Rwandan Catholic prelate (born 1962

 Vincent Harolimana, (born 2 September 1962), is a Rwandan Roman Catholic prelate who serves as the Bishop of the Roman Catholic Diocese of Ruhengeri, Rwanda since 2012. Before that, from 8 September 1990 until 31 January 2012 he was a priest of the Roman Catholic Diocese of Nyundo, Rwanda. He was appointed Bishop on 31 January 2012 by Pope Benedict XVI.

==Background and priesthood==
He was born on 2 September 1962 at Mpembe, Mubuga Parish, in the diocese of Nyundo, in the Western Province of Rwanda. He attended St. Pious X Minor Seminary in Nyundo for both his elementary and secondary school education. From 1983 until 1984, he studied for his preparatory year at Rutongo Preparatory Seminary.

He then studied at St. Charles Major Seminary of Nyakibanda in Butare Diocese, where he studied both philosophy and theology from 1984 until 1990. He graduated from there with a Bachelor of Arts degree in Theology. From 1993 he studied at the Pontifical Gregorian University in Rome Italy. He graduated in 1999 with a Doctorate in Dogmatic Theology.

==Priest==
He was ordained a priest of the Catholic Diocese of Nyundo, Rwanda on 8 September 1990 by the hands of Pope John Paul II during The Holy Father's visit to Rwanda. He served in that capacity until 31 January 2012.

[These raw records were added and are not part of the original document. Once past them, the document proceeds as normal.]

//! Homing: range discovery, progress, and the failure paths.

use std::collections::BTreeSet;

use skull_common::prelude::*;
use skull_control::drive::SimAxisConfig;
use skull_control::engine::limits::LimitSide;

use super::support::{Rig, test_axis, test_config};

#[test]
fn homing_discovers_range_and_parks_at_home_percent() {
    let mut r = Rig::standard();
    r.home();

    let s = r.status();
    assert_eq!(s.position_limits, PositionLimits::new(50, 3950));
    assert_eq!(s.current_position, 2000);
    assert_eq!(s.target_position, 2000);
    assert!(s.homed);
    assert_eq!(s.faults, FaultFlags::empty());
    assert_eq!(s.homing_progress, 100);
    // Zero reference is the back-off point at raw −950.
    assert_eq!(r.sim.position(), 1050);
    assert!(r.engine.is_homed());
    assert_eq!(r.engine.position_limits(), PositionLimits::new(50, 3950));
}

#[test]
fn homing_progress_walks_through_phases() {
    let mut r = Rig::standard();
    r.run(1);
    assert!(r.send(CommandKind::Home));
    let mut seen = BTreeSet::new();
    let done = r.run_until(40_000, |s| {
        seen.insert(s.homing_progress);
        s.homed
    });
    assert!(done);
    let expected: BTreeSet<u8> = [10, 25, 50, 75, 90, 100].into_iter().collect();
    assert!(expected.is_subset(&seen), "seen {seen:?}");
}

#[test]
fn homing_starts_from_pressed_min_switch() {
    let axis = SimAxisConfig {
        start_position: -1000,
        ..test_axis()
    };
    let mut r = Rig::new(test_config(), axis);
    r.home();
    assert_eq!(r.status().position_limits, PositionLimits::new(50, 3950));
    assert_eq!(r.status().current_position, 2000);
}

#[test]
fn home_while_homing_is_acknowledged_without_restart() {
    let mut r = Rig::standard();
    assert!(r.send(CommandKind::Home));
    r.run(3000);
    let before = r.status();
    assert_eq!(before.state, SystemState::Homing);
    assert!(before.homing_progress >= 25);

    assert!(r.send(CommandKind::Home));
    r.run(1);
    let after = r.status();
    assert_eq!(after.state, SystemState::Homing);
    assert!(after.homing_progress >= before.homing_progress);

    assert!(r.run_until(40_000, |s| s.homed));
    assert_eq!(r.status().current_position, 2000);
}

#[test]
fn too_small_range_fails_into_error() {
    let axis = SimAxisConfig {
        start_position: -900,
        min_switch: Some(-1000),
        max_switch: Some(-800),
    };
    let mut r = Rig::new(test_config(), axis);
    assert!(r.send(CommandKind::Home));
    assert!(r.run_until(20_000, |s| s.state == SystemState::Error));

    let s = r.status();
    assert!(!s.homed);
    assert!(s.faults.contains(FaultFlags::HOMING_FAILED | FaultFlags::RANGE_TOO_SMALL));
    // Partial data discarded: configured limits stay in force.
    assert_eq!(s.position_limits, PositionLimits::new(0, 800));
}

#[test]
fn missing_switch_times_out() {
    let mut config = test_config();
    config.homing.timeout_ms = 500;
    let axis = SimAxisConfig {
        min_switch: None,
        ..test_axis()
    };
    let mut r = Rig::new(config, axis);
    assert!(r.send(CommandKind::Home));
    r.run(400);
    assert_eq!(r.status().state, SystemState::Homing);
    assert!(r.run_until(200, |s| s.state == SystemState::Error));
    assert!(r.status().faults.contains(FaultFlags::HOMING_TIMEOUT));
}

#[test]
fn unexpected_max_edge_aborts_seek() {
    let mut r = Rig::standard();
    assert!(r.send(CommandKind::Home));
    r.run(500);
    assert_eq!(r.status().homing_progress, 10);

    // Max switch suddenly reads active under the carriage.
    r.sim.set_switches(Some(-1000), Some(r.sim.position() - 100));
    assert!(r.run_until(10, |s| s.state == SystemState::Error));
    let s = r.status();
    assert!(s.faults.contains(FaultFlags::HOMING_FAILED | FaultFlags::LIMIT_MAX));
    assert_eq!(s.current_speed, 0.0);
}

#[test]
fn bounce_without_level_does_not_end_seek() {
    let mut r = Rig::standard();
    assert!(r.send(CommandKind::Home));
    r.run(200);
    r.sim.inject_edge(LimitSide::Min);
    r.sim.inject_edge(LimitSide::Max);
    r.run(10);
    let s = r.status();
    assert_eq!(s.state, SystemState::Homing);
    assert_eq!(s.homing_progress, 10);
}

#[test]
fn alarm_during_homing_fails_run() {
    let mut r = Rig::standard();
    assert!(r.send(CommandKind::Home));
    r.run(100);
    r.sim.set_alarm(true);
    assert!(r.run_until(5, |s| s.state == SystemState::Error));
    assert!(
        r.status()
            .faults
            .contains(FaultFlags::HOMING_FAILED | FaultFlags::DRIVE_ALARM)
    );
}

#[test]
fn stop_cancels_homing() {
    let mut r = Rig::standard();
    assert!(r.send(CommandKind::Home));
    r.run(300);
    assert!(r.send(CommandKind::Stop));
    assert!(r.run_until(5, |s| s.state == SystemState::NotHomed));
    assert!(r.settle());
    assert!(!r.status().homed);
    assert_eq!(r.status().homing_progress, 0);
}

#[test]
fn auto_home_on_boot() {
    let mut config = test_config();
    config.engine.auto_home_on_boot = true;
    let mut r = Rig::new(config, test_axis());
    r.run(1);
    assert_eq!(r.status().state, SystemState::Homing);
    assert!(r.run_until(40_000, |s| s.homed));
}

As a priest, he served in various roles including as:
- Vicar in the Gisenyi Parish from 1990 until 1993.
- Rector of the Petit Séminaire St. Pious X in Nyundo Diocese from 2006
- Visiting professor of Dogmatic Theology at the Nyakibanda Major Seminary since 2004.
- Visiting professor of Dogmatic Theology at the Institut d'Enseignement Supérieur (INES) in Ruhengeri (English: Institute of Applied Sciences, Ruhengeri) since 2004.
- Member of the Board of Consultants, of the Diocesan Commission for Economic Affairs, for the Pastoral Care of Vocations, for the Liturgy and Sacred Music.
- Chaplain of the Fraternite Notre-Dame de la Resurrection (consecrated widows) and the Soeurs de Saint Vincent de Paul in Nyundo.

==As bishop==
On 31 January 2012, Pope Benedict XVI appointed Reverend Father Vincent Harolimana as the new bishop of Ruhengeri Catholic Diocese in Rwanda.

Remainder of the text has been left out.